理由1:そもそもゲームが安定して動かないパフォーマンスの問題
『ポケモンS・V』はパフォーマンス(ゲームの描画処理など)に問題を抱えており、さまざまなレビューはもちろん多くのユーザーからもそれを指摘されている。
具体的にはフレームレートの低下が激しい。テレビゲームは1秒の間に30~60程度の静止画を連続で表示して動画を見せており、このフレームレートが高ければ高いほどなめらかな映像が見られるようになっている。
『ポケモンS・V』はオープンワールドになって多くのポケモンを描写する必要があるからか、このフレームレートが非常に低下しやすい。雨が降ったり草が多い場所に行くとフレームレートが落ち、プレイヤーはゲームそのものが遅くなったかのような印象を受ける。
伝説のポケモンに乗って高速で移動しているはずなのに、水中にいるかのように思うように動けない。筆者が体験した限りでは、むしろこういう状況にならないときのほうが珍しいような状況で、ストレスになるのも当然である。

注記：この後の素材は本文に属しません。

//! Word-level polarity lexicon used by the document scorer.
//!
//! A lexicon document is JSON with three sections:
//!
//! ```json
//! {
//!   "negations": ["not", "never"],
//!   "emoticons": { ":)": 0.5 },
//!   "entries": [
//!     { "word": "good", "polarity": 0.7, "subjectivity": 0.6 },
//!     { "word": "very", "polarity": 0.2, "subjectivity": 0.3, "intensity": 1.3, "intensifier": true }
//!   ]
//! }
//! ```
//!
//! Words and emoticons are matched case-insensitively.

use std::collections::{HashMap, HashSet};
use std::path::Path;

use serde::Deserialize;

use crate::core::SentimentError;

const BUNDLED_LEXICON: &str = include_str!("../../assets/en-sentiment.json");

fn default_intensity() -> f64 {
    1.0
}

/// Scores attached to one lexicon word.
#[derive(Debug, Clone, Copy, PartialEq, Deserialize)]
pub struct LexiconEntry {
    pub polarity: f64,
    pub subjectivity: f64,
    /// Multiplier applied to the next sentiment word when `intensifier` is set.
    #[serde(default = "default_intensity")]
    pub intensity: f64,
    /// Adverbs such as "very" modify the word that follows them.
    #[serde(default)]
    pub intensifier: bool,
}

#[derive(Deserialize)]
struct RawEntry {
    word: String,
    #[serde(flatten)]
    entry: LexiconEntry,
}

#[derive(Deserialize)]
struct LexiconDocument {
    #[serde(default)]
    negations: Vec<String>,
    #[serde(default)]
    emoticons: HashMap<String, f64>,
    entries: Vec<RawEntry>,
}

#[derive(Debug, Clone, Default)]
pub struct Lexicon {
    words: HashMap<String, LexiconEntry>,
    negations: HashSet<String>,
    emoticons: HashMap<String, f64>,
}

impl Lexicon {
    /// The English lexicon shipped with the crate.
    pub fn bundled() -> Result<Self, SentimentError> {
        Self::from_json(BUNDLED_LEXICON)
    }

    pub fn from_file(path: impl AsRef<Path>) -> Result<Self, SentimentError> {
        let path = path.as_ref();
        let raw = std::fs::read_to_string(path).map_err(|source| SentimentError::LexiconIo {
            path: path.to_path_buf(),
            source,
        })?;
        let lexicon = Self::from_json(&raw)?;
        tracing::info!(path = %path.display(), words = lexicon.len(), "loaded lexicon");
        Ok(lexicon)
    }

    pub fn from_json(raw: &str) -> Result<Self, SentimentError> {
        let doc: LexiconDocument = serde_json::from_str(raw)?;

        let mut words = HashMap::with_capacity(doc.entries.len());
        for RawEntry { word, entry } in doc.entries {
            check_range(&word, "polarity", entry.polarity, -1.0, 1.0)?;
            check_range(&word, "subjectivity", entry.subjectivity, 0.0, 1.0)?;
            if !(entry.intensity > 0.0) {
                return Err(SentimentError::LexiconIntensity {
                    word,
                    value: entry.intensity,
                });
            }
            // Later duplicates win.
            words.insert(word.to_lowercase(), entry);
        }

        let mut emoticons = HashMap::with_capacity(doc.emoticons.len());
        for (emoticon, polarity) in doc.emoticons {
            check_range(&emoticon, "polarity", polarity, -1.0, 1.0)?;
            emoticons.insert(emoticon.to_lowercase(), polarity);
        }

        Ok(Self {
            words,
            negations: doc.negations.iter().map(|w| w.to_lowercase()).collect(),
            emoticons,
        })
    }

    /// Look up a lowercase word.
    pub fn get(&self, word: &str) -> Option<&LexiconEntry> {
        self.words.get(word)
    }

    pub fn is_negation(&self, word: &str) -> bool {
        self.negations.contains(word)
    }

    /// Polarity of a lowercase emoticon such as `:)`.
    pub fn emoticon(&self, token: &str) -> Option<f64> {
        self.emoticons.get(token).copied()
    }

    /// Number of scored words, not counting negations or emoticons.
    pub fn len(&self) -> usize {
        self.words.len()
    }

    pub fn is_empty(&self) -> bool {
        self.words.is_empty()
    }
}

fn check_range(
    word: &str,
    field: &'static str,
    value: f64,
    min: f64,
    max: f64,
) -> Result<(), SentimentError> {
    if (min..=max).contains(&value) {
        Ok(())
    } else {
        Err(SentimentError::LexiconRange {
            word: word.to_string(),
            field,
            value,
            min,
            max,
        })
    }
}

また、描画範囲が非常に狭い。たとえば遠くにいるポケモンの動きを簡略化するなどして処理を軽くするテクニックはほかのゲームでも活用されるのだが、『ポケモンS・V』の場合はこれを明らかにやりすぎな状況だ。
学校の教室にいる生徒たちは動きが簡略化されすぎてカクカクになっているし、街中では人が急に消えたり現れたりする。フィールドも高速で移動するとポケモンの出現が間に合わず数が極めて少なくなったりと、明らかな違和感を生むほど描写を省略しすぎなのである(おまけに、そこまでしているのにフレームレートが低くなりやすいのだ)。
バグも多く、エラー落ちしてゲームが強制終了するのも珍しくない。おまけに現在は、ポケモンや道具の増殖バグが見つかったのではないかと騒ぎになっている。ポケモンは通信対戦・交換といった要素もあるので、それらを増やせてしまう不具合は大きな問題なのだ。
もともとオープンワールドのゲームは広大な世界を作らなければならない以上、バグや不具合は発生しやすいものである。それ自体に目をつむることは難しくないものの、パフォーマンスの低さは目に余る。オープンワールドのゲームは遠くのキレイな景色を眺めるのも楽しみのひとつなのに、『ポケモンS・V』はその景色の描写が極めて大雑把なのだから。